Dataset records ->
Start of Block

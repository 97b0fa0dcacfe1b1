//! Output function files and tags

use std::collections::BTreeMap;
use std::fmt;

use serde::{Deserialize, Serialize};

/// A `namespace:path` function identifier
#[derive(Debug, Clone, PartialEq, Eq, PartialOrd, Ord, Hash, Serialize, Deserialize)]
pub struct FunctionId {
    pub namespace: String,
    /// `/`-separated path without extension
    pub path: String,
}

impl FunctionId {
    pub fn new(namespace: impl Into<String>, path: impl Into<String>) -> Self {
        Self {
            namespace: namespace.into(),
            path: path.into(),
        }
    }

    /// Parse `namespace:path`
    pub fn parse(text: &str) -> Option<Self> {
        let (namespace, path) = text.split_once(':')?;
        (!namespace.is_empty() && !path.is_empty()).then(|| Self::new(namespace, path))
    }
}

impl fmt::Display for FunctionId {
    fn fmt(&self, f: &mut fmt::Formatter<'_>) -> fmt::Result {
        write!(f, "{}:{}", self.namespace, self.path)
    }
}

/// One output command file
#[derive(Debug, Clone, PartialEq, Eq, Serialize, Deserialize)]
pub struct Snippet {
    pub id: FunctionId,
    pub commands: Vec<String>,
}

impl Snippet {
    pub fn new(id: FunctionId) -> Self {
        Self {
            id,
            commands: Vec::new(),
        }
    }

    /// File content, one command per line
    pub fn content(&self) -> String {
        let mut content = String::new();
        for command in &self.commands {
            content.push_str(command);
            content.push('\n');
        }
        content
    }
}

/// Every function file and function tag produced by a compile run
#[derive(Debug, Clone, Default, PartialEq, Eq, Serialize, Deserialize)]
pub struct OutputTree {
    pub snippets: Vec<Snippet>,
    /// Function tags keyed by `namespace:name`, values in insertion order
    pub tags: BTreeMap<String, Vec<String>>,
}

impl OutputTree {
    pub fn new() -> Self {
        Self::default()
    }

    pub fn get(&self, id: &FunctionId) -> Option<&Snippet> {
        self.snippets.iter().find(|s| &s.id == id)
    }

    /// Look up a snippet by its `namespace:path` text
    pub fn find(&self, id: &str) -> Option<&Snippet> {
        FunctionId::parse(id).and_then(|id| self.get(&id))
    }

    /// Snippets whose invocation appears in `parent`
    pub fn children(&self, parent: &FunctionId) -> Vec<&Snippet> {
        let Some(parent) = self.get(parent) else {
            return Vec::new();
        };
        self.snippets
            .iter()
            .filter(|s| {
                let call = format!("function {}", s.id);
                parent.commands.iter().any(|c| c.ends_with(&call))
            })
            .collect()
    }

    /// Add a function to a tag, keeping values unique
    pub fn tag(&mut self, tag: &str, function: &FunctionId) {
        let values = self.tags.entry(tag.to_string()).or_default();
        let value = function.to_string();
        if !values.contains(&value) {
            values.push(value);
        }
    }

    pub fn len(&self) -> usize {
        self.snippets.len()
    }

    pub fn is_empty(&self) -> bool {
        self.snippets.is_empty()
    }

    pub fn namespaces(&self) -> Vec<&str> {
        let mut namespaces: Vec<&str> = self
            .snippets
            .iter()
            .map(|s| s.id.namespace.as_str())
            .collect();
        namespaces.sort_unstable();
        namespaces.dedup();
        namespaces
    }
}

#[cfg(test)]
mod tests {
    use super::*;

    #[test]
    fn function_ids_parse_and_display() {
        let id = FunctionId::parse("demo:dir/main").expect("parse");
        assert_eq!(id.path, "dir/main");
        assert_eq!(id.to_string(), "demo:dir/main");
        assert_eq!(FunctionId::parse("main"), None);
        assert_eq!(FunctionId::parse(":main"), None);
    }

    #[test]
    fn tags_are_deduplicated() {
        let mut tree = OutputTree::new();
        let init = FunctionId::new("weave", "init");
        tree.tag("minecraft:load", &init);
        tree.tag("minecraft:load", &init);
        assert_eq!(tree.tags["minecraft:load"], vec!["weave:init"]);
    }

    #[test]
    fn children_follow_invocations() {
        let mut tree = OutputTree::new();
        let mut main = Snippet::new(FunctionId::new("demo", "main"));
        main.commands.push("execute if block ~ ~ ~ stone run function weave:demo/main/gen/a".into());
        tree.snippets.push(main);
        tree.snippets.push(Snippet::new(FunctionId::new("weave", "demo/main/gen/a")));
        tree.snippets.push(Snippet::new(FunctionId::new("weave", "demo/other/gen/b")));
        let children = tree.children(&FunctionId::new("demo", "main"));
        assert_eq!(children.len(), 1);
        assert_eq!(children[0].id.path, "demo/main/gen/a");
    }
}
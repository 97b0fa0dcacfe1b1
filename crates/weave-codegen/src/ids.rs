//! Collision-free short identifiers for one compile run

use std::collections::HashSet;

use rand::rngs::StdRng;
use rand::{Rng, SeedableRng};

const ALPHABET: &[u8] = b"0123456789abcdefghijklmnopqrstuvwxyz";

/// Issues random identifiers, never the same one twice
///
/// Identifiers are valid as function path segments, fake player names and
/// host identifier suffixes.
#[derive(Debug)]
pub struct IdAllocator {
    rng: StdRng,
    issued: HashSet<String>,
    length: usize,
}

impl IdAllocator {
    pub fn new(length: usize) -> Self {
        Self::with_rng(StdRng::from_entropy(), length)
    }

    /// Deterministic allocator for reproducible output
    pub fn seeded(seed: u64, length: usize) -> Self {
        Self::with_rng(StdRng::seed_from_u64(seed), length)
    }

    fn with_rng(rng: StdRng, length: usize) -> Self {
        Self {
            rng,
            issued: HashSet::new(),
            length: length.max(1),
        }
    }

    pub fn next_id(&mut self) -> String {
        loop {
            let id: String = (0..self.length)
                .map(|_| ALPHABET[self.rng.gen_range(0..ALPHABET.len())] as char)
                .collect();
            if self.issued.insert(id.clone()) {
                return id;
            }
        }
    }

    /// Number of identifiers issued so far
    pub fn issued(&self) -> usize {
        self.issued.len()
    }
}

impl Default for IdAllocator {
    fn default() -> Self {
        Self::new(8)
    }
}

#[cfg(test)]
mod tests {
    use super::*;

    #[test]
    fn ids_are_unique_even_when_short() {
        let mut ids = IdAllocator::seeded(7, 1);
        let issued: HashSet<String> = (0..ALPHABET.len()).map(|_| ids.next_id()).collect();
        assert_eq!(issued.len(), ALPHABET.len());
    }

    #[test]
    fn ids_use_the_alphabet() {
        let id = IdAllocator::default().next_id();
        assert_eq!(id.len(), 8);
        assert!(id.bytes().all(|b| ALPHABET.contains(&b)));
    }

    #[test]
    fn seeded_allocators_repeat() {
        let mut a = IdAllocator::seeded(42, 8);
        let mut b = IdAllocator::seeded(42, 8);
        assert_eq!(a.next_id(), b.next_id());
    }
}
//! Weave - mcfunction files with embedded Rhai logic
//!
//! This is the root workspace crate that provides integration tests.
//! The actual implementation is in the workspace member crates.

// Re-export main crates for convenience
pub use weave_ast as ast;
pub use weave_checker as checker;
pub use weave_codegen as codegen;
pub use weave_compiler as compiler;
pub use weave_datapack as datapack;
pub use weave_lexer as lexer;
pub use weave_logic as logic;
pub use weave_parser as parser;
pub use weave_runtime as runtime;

End of Block

Exercise brief -> An exact copy of every record is needed; write it out in full.

Reply to the task ->
repository 97b0fa0dcacfe1b1
//! Output function files and tags

use std::collections::BTreeMap;
use std::fmt;

use serde::{Deserialize, Serialize};

/// A `namespace:path` function identifier
#[derive(Debug, Clone, PartialEq, Eq, PartialOrd, Ord, Hash, Serialize, Deserialize)]
pub struct FunctionId {
    pub namespace: String,
    /// `/`-separated path without extension
    pub path: String,
}

impl FunctionId {
    pub fn new(namespace: impl Into<String>, path: impl Into<String>) -> Self {
        Self {
            namespace: namespace.into(),
            path: path.into(),
        }
    }

    /// Parse `namespace:path`
    pub fn parse(text: &str) -> Option<Self> {
        let (namespace, path) = text.split_once(':')?;
        (!namespace.is_empty() && !path.is_empty()).then(|| Self::new(namespace, path))
    }
}

impl fmt::Display for FunctionId {
    fn fmt(&self, f: &mut fmt::Formatter<'_>) -> fmt::Result {
        write!(f, "{}:{}", self.namespace, self.path)
    }
}

/// One output command file
#[derive(Debug, Clone, PartialEq, Eq, Serialize, Deserialize)]
pub struct Snippet {
    pub id: FunctionId,
    pub commands: Vec<String>,
}

impl Snippet {
    pub fn new(id: FunctionId) -> Self {
        Self {
            id,
            commands: Vec::new(),
        }
    }

    /// File content, one command per line
    pub fn content(&self) -> String {
        let mut content = String::new();
        for command in &self.commands {
            content.push_str(command);
            content.push('\n');
        }
        content
    }
}

/// Every function file and function tag produced by a compile run
#[derive(Debug, Clone, Default, PartialEq, Eq, Serialize, Deserialize)]
pub struct OutputTree {
    pub snippets: Vec<Snippet>,
    /// Function tags keyed by `namespace:name`, values in insertion order
    pub tags: BTreeMap<String, Vec<String>>,
}

impl OutputTree {
    pub fn new() -> Self {
        Self::default()
    }

    pub fn get(&self, id: &FunctionId) -> Option<&Snippet> {
        self.snippets.iter().find(|s| &s.id == id)
    }

    /// Look up a snippet by its `namespace:path` text
    pub fn find(&self, id: &str) -> Option<&Snippet> {
        FunctionId::parse(id).and_then(|id| self.get(&id))
    }

    /// Snippets whose invocation appears in `parent`
    pub fn children(&self, parent: &FunctionId) -> Vec<&Snippet> {
        let Some(parent) = self.get(parent) else {
            return Vec::new();
        };
        self.snippets
            .iter()
            .filter(|s| {
                let call = format!("function {}", s.id);
                parent.commands.iter().any(|c| c.ends_with(&call))
            })
            .collect()
    }

    /// Add a function to a tag, keeping values unique
    pub fn tag(&mut self, tag: &str, function: &FunctionId) {
        let values = self.tags.entry(tag.to_string()).or_default();
        let value = function.to_string();
        if !values.contains(&value) {
            values.push(value);
        }
    }

    pub fn len(&self) -> usize {
        self.snippets.len()
    }

    pub fn is_empty(&self) -> bool {
        self.snippets.is_empty()
    }

    pub fn namespaces(&self) -> Vec<&str> {
        let mut namespaces: Vec<&str> = self
            .snippets
            .iter()
            .map(|s| s.id.namespace.as_str())
            .collect();
        namespaces.sort_unstable();
        namespaces.dedup();
        namespaces
    }
}

#[cfg(test)]
mod tests {
    use super::*;

    #[test]
    fn function_ids_parse_and_display() {
        let id = FunctionId::parse("demo:dir/main").expect("parse");
        assert_eq!(id.path, "dir/main");
        assert_eq!(id.to_string(), "demo:dir/main");
        assert_eq!(FunctionId::parse("main"), None);
        assert_eq!(FunctionId::parse(":main"), None);
    }

    #[test]
    fn tags_are_deduplicated() {
        let mut tree = OutputTree::new();
        let init = FunctionId::new("weave", "init");
        tree.tag("minecraft:load", &init);
        tree.tag("minecraft:load", &init);
        assert_eq!(tree.tags["minecraft:load"], vec!["weave:init"]);
    }

    #[test]
    fn children_follow_invocations() {
        let mut tree = OutputTree::new();
        let mut main = Snippet::new(FunctionId::new("demo", "main"));
        main.commands.push("execute if block ~ ~ ~ stone run function weave:demo/main/gen/a".into());
        tree.snippets.push(main);
        tree.snippets.push(Snippet::new(FunctionId::new("weave", "demo/main/gen/a")));
        tree.snippets.push(Snippet::new(FunctionId::new("weave", "demo/other/gen/b")));
        let children = tree.children(&FunctionId::new("demo", "main"));
        assert_eq!(children.len(), 1);
        assert_eq!(children[0].id.path, "demo/main/gen/a");
    }
}
repository 97b0fa0dcacfe1b1
filename crates/weave-codegen/src/ids.rs
//! Collision-free short identifiers for one compile run

use std::collections::HashSet;

use rand::rngs::StdRng;
use rand::{Rng, SeedableRng};

const ALPHABET: &[u8] = b"0123456789abcdefghijklmnopqrstuvwxyz";

/// Issues random identifiers, never the same one twice
///
/// Identifiers are valid as function path segments, fake player names and
/// host identifier suffixes.
#[derive(Debug)]
pub struct IdAllocator {
    rng: StdRng,
    issued: HashSet<String>,
    length: usize,
}

impl IdAllocator {
    pub fn new(length: usize) -> Self {
        Self::with_rng(StdRng::from_entropy(), length)
    }

    /// Deterministic allocator for reproducible output
    pub fn seeded(seed: u64, length: usize) -> Self {
        Self::with_rng(StdRng::seed_from_u64(seed), length)
    }

    fn with_rng(rng: StdRng, length: usize) -> Self {
        Self {
            rng,
            issued: HashSet::new(),
            length: length.max(1),
        }
    }

    pub fn next_id(&mut self) -> String {
        loop {
            let id: String = (0..self.length)
                .map(|_| ALPHABET[self.rng.gen_range(0..ALPHABET.len())] as char)
                .collect();
            if self.issued.insert(id.clone()) {
                return id;
            }
        }
    }

    /// Number of identifiers issued so far
    pub fn issued(&self) -> usize {
        self.issued.len()
    }
}

impl Default for IdAllocator {
    fn default() -> Self {
        Self::new(8)
    }
}

#[cfg(test)]
mod tests {
    use super::*;

    #[test]
    fn ids_are_unique_even_when_short() {
        let mut ids = IdAllocator::seeded(7, 1);
        let issued: HashSet<String> = (0..ALPHABET.len()).map(|_| ids.next_id()).collect();
        assert_eq!(issued.len(), ALPHABET.len());
    }

    #[test]
    fn ids_use_the_alphabet() {
        let id = IdAllocator::default().next_id();
        assert_eq!(id.len(), 8);
        assert!(id.bytes().all(|b| ALPHABET.contains(&b)));
    }

    #[test]
    fn seeded_allocators_repeat() {
        let mut a = IdAllocator::seeded(42, 8);
        let mut b = IdAllocator::seeded(42, 8);
        assert_eq!(a.next_id(), b.next_id());
    }
}
//! Weave - mcfunction files with embedded Rhai logic
//!
//! This is the root workspace crate that provides integration tests.
//! The actual implementation is in the workspace member crates.

// Re-export main crates for convenience
pub use weave_ast as ast;
pub use weave_checker as checker;
pub use weave_codegen as codegen;
pub use weave_compiler as compiler;
pub use weave_datapack as datapack;
pub use weave_lexer as lexer;
pub use weave_logic as logic;
pub use weave_parser as parser;
pub use weave_runtime as runtime;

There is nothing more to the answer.